State how many lines in the entries below include the string "JpegEncoder", and give nothing beyond that number.

..........

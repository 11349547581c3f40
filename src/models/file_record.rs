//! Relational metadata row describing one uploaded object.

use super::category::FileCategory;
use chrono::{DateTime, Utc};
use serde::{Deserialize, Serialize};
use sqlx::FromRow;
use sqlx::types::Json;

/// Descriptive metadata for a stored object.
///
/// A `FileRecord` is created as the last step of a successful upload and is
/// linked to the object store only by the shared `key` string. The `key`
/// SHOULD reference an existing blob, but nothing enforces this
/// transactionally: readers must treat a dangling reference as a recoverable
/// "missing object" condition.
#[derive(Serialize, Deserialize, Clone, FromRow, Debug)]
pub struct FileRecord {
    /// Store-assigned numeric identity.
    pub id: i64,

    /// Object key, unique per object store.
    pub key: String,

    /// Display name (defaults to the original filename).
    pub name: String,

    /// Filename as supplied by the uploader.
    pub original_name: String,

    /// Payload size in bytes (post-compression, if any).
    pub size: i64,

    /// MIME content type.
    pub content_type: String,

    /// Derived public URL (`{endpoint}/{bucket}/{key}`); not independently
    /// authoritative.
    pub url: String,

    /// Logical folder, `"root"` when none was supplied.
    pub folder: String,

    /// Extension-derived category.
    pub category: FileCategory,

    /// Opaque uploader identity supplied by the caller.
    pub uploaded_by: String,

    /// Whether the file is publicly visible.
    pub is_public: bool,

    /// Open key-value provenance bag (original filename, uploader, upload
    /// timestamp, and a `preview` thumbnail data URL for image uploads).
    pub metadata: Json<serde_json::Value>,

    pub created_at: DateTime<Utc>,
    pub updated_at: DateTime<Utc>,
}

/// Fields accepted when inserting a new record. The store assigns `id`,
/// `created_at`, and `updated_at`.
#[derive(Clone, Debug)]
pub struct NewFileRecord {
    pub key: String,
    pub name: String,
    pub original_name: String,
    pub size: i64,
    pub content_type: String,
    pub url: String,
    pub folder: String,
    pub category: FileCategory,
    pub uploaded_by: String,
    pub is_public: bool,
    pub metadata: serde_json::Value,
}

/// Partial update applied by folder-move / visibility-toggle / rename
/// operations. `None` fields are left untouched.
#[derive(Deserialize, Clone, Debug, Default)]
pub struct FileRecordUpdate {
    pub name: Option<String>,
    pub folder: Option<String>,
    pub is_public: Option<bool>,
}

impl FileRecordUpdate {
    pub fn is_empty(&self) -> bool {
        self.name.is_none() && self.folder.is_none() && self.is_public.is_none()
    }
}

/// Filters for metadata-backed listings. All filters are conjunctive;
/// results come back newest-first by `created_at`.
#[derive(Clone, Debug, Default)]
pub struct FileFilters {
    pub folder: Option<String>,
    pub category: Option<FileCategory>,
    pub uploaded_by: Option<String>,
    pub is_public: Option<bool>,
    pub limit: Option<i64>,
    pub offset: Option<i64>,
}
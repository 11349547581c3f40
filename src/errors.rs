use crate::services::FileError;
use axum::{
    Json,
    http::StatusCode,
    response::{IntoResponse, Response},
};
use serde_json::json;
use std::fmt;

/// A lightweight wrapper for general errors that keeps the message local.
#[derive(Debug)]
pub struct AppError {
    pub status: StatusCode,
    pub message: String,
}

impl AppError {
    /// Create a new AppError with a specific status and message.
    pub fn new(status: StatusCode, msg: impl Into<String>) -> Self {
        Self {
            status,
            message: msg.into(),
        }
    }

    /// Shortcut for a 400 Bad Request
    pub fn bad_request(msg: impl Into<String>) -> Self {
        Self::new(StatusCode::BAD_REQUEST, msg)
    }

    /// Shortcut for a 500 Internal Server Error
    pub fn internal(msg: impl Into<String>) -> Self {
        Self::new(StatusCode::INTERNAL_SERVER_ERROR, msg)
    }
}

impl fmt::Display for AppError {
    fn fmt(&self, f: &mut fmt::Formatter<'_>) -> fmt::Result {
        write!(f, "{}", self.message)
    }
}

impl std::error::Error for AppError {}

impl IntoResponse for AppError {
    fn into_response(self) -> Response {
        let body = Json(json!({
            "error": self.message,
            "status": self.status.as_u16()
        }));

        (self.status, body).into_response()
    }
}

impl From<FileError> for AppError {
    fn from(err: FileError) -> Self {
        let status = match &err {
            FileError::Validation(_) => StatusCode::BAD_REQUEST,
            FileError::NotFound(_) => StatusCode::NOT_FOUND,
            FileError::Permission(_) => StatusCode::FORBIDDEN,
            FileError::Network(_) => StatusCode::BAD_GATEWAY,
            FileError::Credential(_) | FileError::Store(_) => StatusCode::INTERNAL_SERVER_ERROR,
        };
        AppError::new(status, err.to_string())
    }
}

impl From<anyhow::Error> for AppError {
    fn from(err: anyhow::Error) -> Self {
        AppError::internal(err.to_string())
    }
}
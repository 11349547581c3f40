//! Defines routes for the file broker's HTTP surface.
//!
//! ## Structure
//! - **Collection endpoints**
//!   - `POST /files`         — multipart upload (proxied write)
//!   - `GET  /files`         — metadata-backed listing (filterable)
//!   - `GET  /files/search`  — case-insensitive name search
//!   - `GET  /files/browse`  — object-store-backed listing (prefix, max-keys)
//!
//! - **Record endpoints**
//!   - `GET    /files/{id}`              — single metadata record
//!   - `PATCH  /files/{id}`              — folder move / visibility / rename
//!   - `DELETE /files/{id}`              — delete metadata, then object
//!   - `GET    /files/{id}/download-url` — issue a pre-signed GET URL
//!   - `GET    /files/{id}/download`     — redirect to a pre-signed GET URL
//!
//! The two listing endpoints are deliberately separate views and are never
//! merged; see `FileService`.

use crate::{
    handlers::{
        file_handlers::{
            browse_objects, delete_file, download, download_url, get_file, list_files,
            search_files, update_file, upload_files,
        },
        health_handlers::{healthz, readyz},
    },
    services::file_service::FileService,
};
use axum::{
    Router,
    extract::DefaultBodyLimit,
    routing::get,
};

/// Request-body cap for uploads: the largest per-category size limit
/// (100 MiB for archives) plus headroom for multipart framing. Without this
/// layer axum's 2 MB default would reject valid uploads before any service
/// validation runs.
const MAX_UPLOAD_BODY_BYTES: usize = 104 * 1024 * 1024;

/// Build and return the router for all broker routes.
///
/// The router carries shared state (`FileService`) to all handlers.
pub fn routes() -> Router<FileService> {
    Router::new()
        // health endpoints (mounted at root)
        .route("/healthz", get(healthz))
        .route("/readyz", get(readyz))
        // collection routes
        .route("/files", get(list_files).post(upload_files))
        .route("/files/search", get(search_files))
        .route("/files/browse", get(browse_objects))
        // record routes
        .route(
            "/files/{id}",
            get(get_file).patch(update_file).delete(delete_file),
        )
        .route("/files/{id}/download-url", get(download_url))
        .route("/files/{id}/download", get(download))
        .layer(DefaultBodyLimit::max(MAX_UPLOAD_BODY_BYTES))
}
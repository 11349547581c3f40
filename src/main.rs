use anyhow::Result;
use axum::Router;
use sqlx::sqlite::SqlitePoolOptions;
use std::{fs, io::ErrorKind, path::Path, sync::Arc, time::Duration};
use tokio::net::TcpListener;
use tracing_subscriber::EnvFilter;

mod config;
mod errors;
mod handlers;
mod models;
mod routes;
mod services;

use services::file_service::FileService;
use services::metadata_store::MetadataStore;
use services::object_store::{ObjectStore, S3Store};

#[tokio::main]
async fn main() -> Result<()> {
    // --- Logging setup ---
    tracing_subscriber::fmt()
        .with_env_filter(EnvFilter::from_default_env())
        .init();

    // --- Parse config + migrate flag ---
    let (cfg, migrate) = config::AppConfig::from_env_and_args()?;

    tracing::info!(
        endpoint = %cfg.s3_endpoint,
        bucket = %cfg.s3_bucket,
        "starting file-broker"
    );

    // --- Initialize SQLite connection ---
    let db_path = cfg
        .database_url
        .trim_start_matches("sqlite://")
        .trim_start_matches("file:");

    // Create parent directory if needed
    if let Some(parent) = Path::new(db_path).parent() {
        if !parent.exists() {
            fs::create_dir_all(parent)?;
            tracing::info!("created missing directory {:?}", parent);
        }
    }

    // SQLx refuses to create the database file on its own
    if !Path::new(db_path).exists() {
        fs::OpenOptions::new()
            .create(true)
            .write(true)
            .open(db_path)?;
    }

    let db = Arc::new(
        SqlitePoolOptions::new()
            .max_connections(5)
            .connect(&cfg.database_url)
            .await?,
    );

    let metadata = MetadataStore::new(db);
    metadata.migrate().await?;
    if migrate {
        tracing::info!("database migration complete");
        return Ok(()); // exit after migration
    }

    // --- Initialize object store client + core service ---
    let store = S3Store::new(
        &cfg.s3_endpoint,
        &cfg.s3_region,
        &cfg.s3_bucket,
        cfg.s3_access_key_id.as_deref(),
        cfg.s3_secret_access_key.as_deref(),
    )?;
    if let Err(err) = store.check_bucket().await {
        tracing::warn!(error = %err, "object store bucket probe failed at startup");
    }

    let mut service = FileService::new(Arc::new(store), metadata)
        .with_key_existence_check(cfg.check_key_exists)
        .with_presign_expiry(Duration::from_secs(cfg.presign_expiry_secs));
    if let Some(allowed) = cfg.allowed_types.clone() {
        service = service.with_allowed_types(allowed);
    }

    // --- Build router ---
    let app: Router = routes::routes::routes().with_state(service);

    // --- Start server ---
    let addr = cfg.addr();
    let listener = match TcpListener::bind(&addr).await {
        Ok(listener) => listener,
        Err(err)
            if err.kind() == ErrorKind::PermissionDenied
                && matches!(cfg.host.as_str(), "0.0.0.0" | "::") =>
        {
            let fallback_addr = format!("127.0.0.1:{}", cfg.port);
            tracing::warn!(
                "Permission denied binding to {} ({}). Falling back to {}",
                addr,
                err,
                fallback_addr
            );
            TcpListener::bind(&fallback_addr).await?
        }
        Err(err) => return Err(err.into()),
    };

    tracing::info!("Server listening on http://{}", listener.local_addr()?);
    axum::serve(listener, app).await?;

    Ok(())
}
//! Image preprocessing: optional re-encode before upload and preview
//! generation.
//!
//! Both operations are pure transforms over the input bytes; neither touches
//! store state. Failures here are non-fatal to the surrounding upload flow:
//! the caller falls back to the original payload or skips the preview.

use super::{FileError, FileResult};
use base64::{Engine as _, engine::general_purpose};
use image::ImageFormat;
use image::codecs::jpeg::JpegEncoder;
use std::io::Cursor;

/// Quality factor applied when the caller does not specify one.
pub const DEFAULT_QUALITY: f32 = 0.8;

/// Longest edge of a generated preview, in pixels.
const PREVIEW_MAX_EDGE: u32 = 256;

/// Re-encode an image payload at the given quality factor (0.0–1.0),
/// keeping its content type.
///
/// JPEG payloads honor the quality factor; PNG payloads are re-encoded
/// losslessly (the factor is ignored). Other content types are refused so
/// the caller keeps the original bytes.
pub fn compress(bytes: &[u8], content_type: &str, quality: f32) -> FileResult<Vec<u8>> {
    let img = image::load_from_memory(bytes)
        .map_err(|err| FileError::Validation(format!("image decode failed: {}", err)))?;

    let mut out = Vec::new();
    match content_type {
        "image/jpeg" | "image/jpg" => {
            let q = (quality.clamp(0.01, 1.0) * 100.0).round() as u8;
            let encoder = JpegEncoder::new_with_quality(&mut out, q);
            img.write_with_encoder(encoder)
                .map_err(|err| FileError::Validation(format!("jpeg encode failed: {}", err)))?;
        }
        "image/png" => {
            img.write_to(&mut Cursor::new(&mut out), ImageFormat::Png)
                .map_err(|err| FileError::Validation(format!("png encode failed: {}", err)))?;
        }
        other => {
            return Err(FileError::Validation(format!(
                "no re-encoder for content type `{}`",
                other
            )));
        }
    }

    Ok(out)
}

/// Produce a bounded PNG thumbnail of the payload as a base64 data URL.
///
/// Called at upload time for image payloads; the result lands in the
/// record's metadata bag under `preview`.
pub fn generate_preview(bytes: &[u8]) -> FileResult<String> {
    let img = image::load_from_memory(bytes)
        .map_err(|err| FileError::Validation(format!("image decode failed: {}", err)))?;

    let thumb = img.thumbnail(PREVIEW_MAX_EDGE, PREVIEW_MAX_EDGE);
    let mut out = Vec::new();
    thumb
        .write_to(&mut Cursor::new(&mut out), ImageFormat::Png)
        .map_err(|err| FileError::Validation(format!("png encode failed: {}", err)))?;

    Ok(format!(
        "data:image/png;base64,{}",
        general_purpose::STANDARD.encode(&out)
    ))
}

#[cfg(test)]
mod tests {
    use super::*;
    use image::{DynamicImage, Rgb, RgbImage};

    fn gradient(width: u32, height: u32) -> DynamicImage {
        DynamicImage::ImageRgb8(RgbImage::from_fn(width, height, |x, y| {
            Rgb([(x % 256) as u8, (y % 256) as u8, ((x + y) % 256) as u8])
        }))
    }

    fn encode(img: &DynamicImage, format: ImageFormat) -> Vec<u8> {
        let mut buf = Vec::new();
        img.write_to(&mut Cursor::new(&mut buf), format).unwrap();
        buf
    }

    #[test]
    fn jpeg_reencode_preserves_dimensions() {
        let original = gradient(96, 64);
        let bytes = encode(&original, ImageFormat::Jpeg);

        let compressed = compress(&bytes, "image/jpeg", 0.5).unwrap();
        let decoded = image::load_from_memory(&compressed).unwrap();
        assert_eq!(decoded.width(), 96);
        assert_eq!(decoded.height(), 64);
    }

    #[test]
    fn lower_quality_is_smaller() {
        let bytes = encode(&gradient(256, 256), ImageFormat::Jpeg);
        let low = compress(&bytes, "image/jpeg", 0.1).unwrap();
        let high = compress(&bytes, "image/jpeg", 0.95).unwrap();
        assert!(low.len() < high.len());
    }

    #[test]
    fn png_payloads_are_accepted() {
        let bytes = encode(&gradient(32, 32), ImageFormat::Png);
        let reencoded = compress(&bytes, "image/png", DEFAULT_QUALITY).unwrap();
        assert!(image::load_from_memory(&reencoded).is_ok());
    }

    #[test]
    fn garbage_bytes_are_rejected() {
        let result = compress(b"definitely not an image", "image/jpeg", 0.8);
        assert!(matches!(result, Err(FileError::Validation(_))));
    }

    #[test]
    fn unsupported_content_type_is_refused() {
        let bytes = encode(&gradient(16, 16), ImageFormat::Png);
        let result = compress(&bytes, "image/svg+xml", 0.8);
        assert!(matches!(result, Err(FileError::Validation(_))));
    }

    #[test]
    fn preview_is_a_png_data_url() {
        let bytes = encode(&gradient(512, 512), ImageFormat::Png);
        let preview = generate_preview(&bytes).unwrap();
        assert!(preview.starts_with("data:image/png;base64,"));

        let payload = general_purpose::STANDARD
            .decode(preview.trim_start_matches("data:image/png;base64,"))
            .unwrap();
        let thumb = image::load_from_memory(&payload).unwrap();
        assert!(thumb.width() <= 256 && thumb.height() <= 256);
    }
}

..........

TASK RESULT: 2